The Vogue Theater, 1948
3920 Sacramento Street, San Francisco CA USA
One of San Francisco's sole remaining single screen neighborhood movie theaters (the grand Castro Theater, which will soon feature the wonderful Noir City film festival, being one of other notable movie houses in this category), The Vogue Theater on Sacramento Street near Presidio Avenue has been in operation since 1910, second only to The Mission's Roxie. Opened as The Elite and briefly known as The Rex, it was rechristened The Vogue in 1939 and has remained as such ever since.

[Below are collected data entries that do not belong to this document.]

//! Bullet (flat damage) helpers.

/// Fraction of the way to max upgrade, clamped to `0..=1`.
pub fn power_per_upgrade(upgrade_level: u32, max_upgrade_level: u32) -> f64 {
    if max_upgrade_level == 0 {
        return 0.0;
    }
    (f64::from(upgrade_level) / f64::from(max_upgrade_level)).clamp(0.0, 1.0)
}

/// `1 + 3 × pwu`: 1.0 at +0, 4.0 at max upgrade.
pub fn pwu_multiplier(upgrade_level: u32, max_upgrade_level: u32) -> f64 {
    1.0 + 3.0 * power_per_upgrade(upgrade_level, max_upgrade_level)
}

/// `flat × pwu_multiplier × (1 + scaling_contribution)`.
pub fn compute_bullet_damage(flat: f64, pwu_multiplier: f64, scaling_contribution: f64) -> f64 {
    flat * pwu_multiplier * (1.0 + scaling_contribution)
}

#[cfg(test)]
mod tests {
    use super::*;

    #[test]
    fn bullet_damage_worked_example() {
        // 80 × 4.0 × 1.28125
        assert_eq!(compute_bullet_damage(80.0, 4.0, 0.28125), 410.0);
    }

    #[test]
    fn pwu_range() {
        assert_eq!(pwu_multiplier(0, 25), 1.0);
        assert_eq!(pwu_multiplier(25, 25), 4.0);
        assert_eq!(pwu_multiplier(5, 10), 2.5);
        assert_eq!(pwu_multiplier(30, 25), 4.0);
        assert_eq!(pwu_multiplier(0, 0), 1.0);
    }
}
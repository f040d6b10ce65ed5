//! Development tasks for the damage calculator
//!
//! This binary provides development utilities using the cargo-xtask pattern.
//! Run with: `cargo xtask <command>`
//!
//! Every calculation command reads its bundles from a data directory
//! (`--data-dir`, default `data/`); `export-fixtures` writes one to start from.

mod args;
mod commands;

use anyhow::Result;
use clap::Parser;
use commands::{Ar, Combos, Enemy, ExportFixtures, Guard, Optimize, Skill, Validate};
use tracing_subscriber::EnvFilter;

/// Development tasks for the damage calculator
#[derive(Parser)]
#[command(name = "xtask")]
#[command(about = "Weapon, skill and stat calculators", long_about = None)]
#[command(version)]
struct Cli {
    #[command(subcommand)]
    command: Command,
}

#[derive(Parser)]
enum Command {
    /// Attack Rating breakdown for one weapon
    Ar(Ar),

    /// Guard absorption and boost
    Guard(Guard),

    /// Skill (Ash of War) damage per hit
    Skill(Skill),

    /// Damage dealt to an enemy after defense and negation
    Enemy(Enemy),

    /// Best stat allocation for a point budget
    Optimize(Optimize),

    /// Classify attack chains from frame data
    Combos(Combos),

    /// Check data bundles for dangling references
    Validate(Validate),

    /// Write the built-in sample bundles to a directory
    ExportFixtures(ExportFixtures),
}

fn main() -> Result<()> {
    tracing_subscriber::fmt()
        .with_env_filter(
            EnvFilter::try_from_default_env().unwrap_or_else(|_| EnvFilter::new("warn")),
        )
        .with_writer(std::io::stderr)
        .init();

    let cli = Cli::parse();

    match cli.command {
        Command::Ar(cmd) => cmd.execute(),
        Command::Guard(cmd) => cmd.execute(),
        Command::Skill(cmd) => cmd.execute(),
        Command::Enemy(cmd) => cmd.execute(),
        Command::Optimize(cmd) => cmd.execute(),
        Command::Combos(cmd) => cmd.execute(),
        Command::Validate(cmd) => cmd.execute(),
        Command::ExportFixtures(cmd) => cmd.execute(),
    }
}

The missus and I used a early-weeknight showing of the Coen Brothers True Grit to check the theater out. It truly is a neighborhood theater in all of the best ways. Minimal (1?) staff, simple but appropriate appointments and conveniences. The theater is beautifully renovated and reflects its early 20th Century pedigree in styling and little details such as the etched glass door windows leading to the auditorium. There is a small amount of historical memorabilia on the lobby walls, well worth a few minutes of your time en route to the restroom. After reading a couple of less than favorable Yelp reviews, I had some concerns about the sound system, but it was fine. Folks don't realize that contemporary movies are over-mixed and geared towards the highest common denominator (that's why you are always riding the volume control when you watch a DVD at home). I will most likely have to rent True Grit again to catch some of the dialog, but frankly that is probably Jeff Bridges fault not the theater's.
So what differentiates the Vogue? Well, it focuses on first runs, something a of rarity with these old movie houses anywhere. The Castro has picked up on this trend and I do applaud them for that, especially as they have fairly discerning taste when it comes to programming. More and more, I've been giving more thought as to where I want to spend my money. If I am gonna fork over $10 to see a Hollywood first-run production, I want to have some control over who profits from the transaction. Think of it as a locavore's approach to commercial consumerism. The extra time and planning it took was minimal and it made for all that much more of an enjoyable evening. Support these places while they still exist!